Lifecycle events emitted: CompactionCompleted (with events_before / events_after / usage), AggregationCompleted (with strategy / usage), HaltEvent (when AlertPolicy sees a FATAL alert). Subscribe via ag2-observers-and-alerts.
Going deeper
assets/journal_companion.py — runnable end-to-end working-memory demo (mirrors code_examples/06).
assets/long_doc_chat.py — assembly + compaction stress test (mirrors code_examples/07).
- Source docs:
website/docs/beta/advanced/knowledge_store.mdx — store API, EventLogWriter, LockedKnowledgeStore.
website/docs/beta/advanced/assembly.mdx — full policy reference and ordering rules.
website/docs/beta/advanced/aggregation.mdx — aggregate strategies and custom strategies.
website/docs/beta/advanced/compaction.mdx — compact strategies and custom strategies.
website/docs/beta/agent_harness.mdx — KnowledgeConfig constructor reference, turn-lifecycle middleware order.
Common pitfalls
- Reduction before injection —
SlidingWindowPolicy before WorkingMemoryPolicy means the working memory injection isn't counted against the budget. Always: injections first, then AlertPolicy, then reductions.
- Forgetting
KnowledgeStore dependency for memory policies — WorkingMemoryPolicy and EpisodicMemoryPolicy look up the store via context.dependencies.get(KnowledgeStore). KnowledgeConfig(store=...) registers it for you; if you wire the policy manually, register the store in dependencies too.

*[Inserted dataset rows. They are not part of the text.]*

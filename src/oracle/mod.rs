//! Decision fallback backed by an external oracle, such as a language model.
//!
//! The oracle itself is a collaborator: this module only builds the context
//! it is asked about, and turns its untrusted reply into a [`Decision`].
//! Oracle failures and unusable replies become "no decision".

use crate::engine::{Decision, DecisionFallback, DecisionRequest};
use serde::{Deserialize, Serialize};
use thiserror::Error;
use tracing::{debug, warn};

/// Errors an oracle can report.
#[derive(Debug, Error)]
pub enum OracleError {
    #[error("Oracle unavailable: {0}")]
    Unavailable(String),

    #[error("Oracle request failed: {0}")]
    RequestFailed(String),

    #[error("Oracle timed out after {millis}ms")]
    TimedOut { millis: u64 },
}

/// What the oracle suggested.
#[derive(Clone, Debug, PartialEq, Eq)]
pub enum Suggestion {
    /// A structured pick of the next state
    NextState(String),
    /// Free text that may name a state, or carry `{"next_state": "..."}`
    Text(String),
    /// The oracle declined to choose
    Abstain,
}

/// Structured reply shape: `{"next_state": "<name>"}`.
#[derive(Debug, Deserialize)]
struct NextStateReply {
    next_state: String,
}

impl Suggestion {
    /// Resolve the suggestion to one of `options`.
    ///
    /// An exact name wins. Failing that, a case-insensitive match is
    /// accepted only when it is unambiguous, and resolves to the spelling
    /// in `options`. Anything else resolves to `None`.
    pub fn resolve(&self, options: &[&str]) -> Option<String> {
        match self {
            Self::NextState(name) => match_option(name.trim(), options),
            Self::Text(text) => match structured_reply(text) {
                Some(name) => match_option(name.trim(), options),
                None => match_option(strip_decoration(text), options),
            },
            Self::Abstain => None,
        }
    }

    fn raw(&self) -> Option<&str> {
        match self {
            Self::NextState(text) | Self::Text(text) => Some(text),
            Self::Abstain => None,
        }
    }
}

fn match_option(raw: &str, options: &[&str]) -> Option<String> {
    if raw.is_empty() {
        return None;
    }
    if let Some(exact) = options.iter().find(|option| **option == raw) {
        return Some(exact.to_string());
    }

    let mut folded = options
        .iter()
        .filter(|option| option.eq_ignore_ascii_case(raw));
    match (folded.next(), folded.next()) {
        (Some(only), None) => Some(only.to_string()),
        _ => None,
    }
}

/// `{"next_state": "..."}` embedded anywhere in the text.
fn structured_reply(text: &str) -> Option<String> {
    let start = text.find('{')?;
    let end = text.rfind('}')?;
    if start >= end {
        return None;
    }
    serde_json::from_str::<NextStateReply>(&text[start..=end])
        .ok()
        .map(|reply| reply.next_state)
}

/// Strip surrounding whitespace, quotes and punctuation.
fn strip_decoration(text: &str) -> &str {
    text.trim_matches(|c: char| c.is_whitespace() || matches!(c, '"' | '\'' | '`' | '.' | '!'))
}

/// Context handed to the oracle.
#[derive(Clone, Debug, PartialEq, Eq, Serialize)]
pub struct DecisionPrompt {
    /// Instruction listing the options and the expected reply shape
    pub system: String,
    /// State the machine is in
    pub current_state: String,
    /// Recent state names, oldest first
    pub recent_history: Vec<String>,
    /// Allowed next states
    pub options: Vec<String>,
    /// The stimulus no guard matched
    pub stimulus: String,
}

impl DecisionPrompt {
    pub fn from_request(request: &DecisionRequest<'_>, history_window: usize) -> Self {
        let options: Vec<String> = request.targets().iter().map(|t| t.to_string()).collect();
        let system = format!(
            "You manage the conversation state of an agent currently in state '{}'. \
             Choose the next state from: {}. \
             Reply with JSON of the form {{\"next_state\": \"<state>\"}}.",
            request.current_state(),
            options.join(", ")
        );
        Self {
            system,
            current_state: request.current_state().to_string(),
            recent_history: request
                .snapshot
                .recent(history_window)
                .iter()
                .map(|entry| entry.state.clone())
                .collect(),
            options,
            stimulus: request.stimulus.to_string(),
        }
    }

    /// Render as plain text, for oracles that take a single string.
    pub fn render(&self) -> String {
        format!(
            "{}\nRecent states: {}\nInput: {}",
            self.system,
            self.recent_history.join(" -> "),
            self.stimulus
        )
    }
}

/// An external source of advice.
pub trait DecisionOracle: Send + Sync {
    fn suggest(&self, prompt: &DecisionPrompt) -> Result<Suggestion, OracleError>;
}

impl<F> DecisionOracle for F
where
    F: Fn(&DecisionPrompt) -> Result<Suggestion, OracleError> + Send + Sync,
{
    fn suggest(&self, prompt: &DecisionPrompt) -> Result<Suggestion, OracleError> {
        self(prompt)
    }
}

/// Oracle adapter settings.
#[derive(Clone, Debug, PartialEq, Eq, Serialize, Deserialize)]
#[serde(default)]
pub struct OracleConfig {
    /// How many recent history entries go into the prompt
    pub history_window: usize,
}

impl Default for OracleConfig {
    fn default() -> Self {
        Self { history_window: 5 }
    }
}

/// [`DecisionFallback`] that asks a [`DecisionOracle`].
pub struct OracleFallback<O> {
    oracle: O,
    config: OracleConfig,
}

impl<O: DecisionOracle> OracleFallback<O> {
    pub fn new(oracle: O) -> Self {
        Self::with_config(oracle, OracleConfig::default())
    }

    pub fn with_config(oracle: O, config: OracleConfig) -> Self {
        Self { oracle, config }
    }

    pub fn oracle(&self) -> &O {
        &self.oracle
    }
}

impl<O: DecisionOracle> DecisionFallback for OracleFallback<O> {
    fn decide(&self, request: &DecisionRequest<'_>) -> Option<Decision> {
        let prompt = DecisionPrompt::from_request(request, self.config.history_window);

        let suggestion = match self.oracle.suggest(&prompt) {
            Ok(suggestion) => suggestion,
            Err(err) => {
                warn!(state = %request.current_state(), error = %err, "oracle failed");
                return None;
            }
        };

        let options = request.targets();
        let Some(target) = suggestion.resolve(&options) else {
            debug!(state = %request.current_state(), ?suggestion, "oracle made no usable choice");
            return None;
        };

        let response = suggestion.raw().unwrap_or_default().to_string();
        Some(Decision::to(target).with_exchange(prompt.render(), response))
    }
}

- Aggregation costs an LLM call per fire —
on_end=True on every conversation can add up. Pair WorkingMemoryAggregate and ConversationSummaryAggregate thoughtfully; consider every_n_turns=N for high-volume agents.
- Mixing
HistoryLimiter middleware with assembly reduction policies — they both trim. Pick one mechanism. Assembly is more flexible (rich shaping, transparency notes); HistoryLimiter is simpler.
read_range operates on byte offsets, not character offsets — multi-byte UTF-8 sequences need careful alignment.
- Forgetting that
WorkingMemoryAggregate is destructive — it overwrites /memory/working.md each fire. That's intentional (rolling state, not log) but expect prior content to merge or disappear.
- Expecting
AlertPolicy to render alerts to the LLM without being in assembly= — alerts sit on the stream as ObserverAlert events but only reach the LLM when AlertPolicy injects them.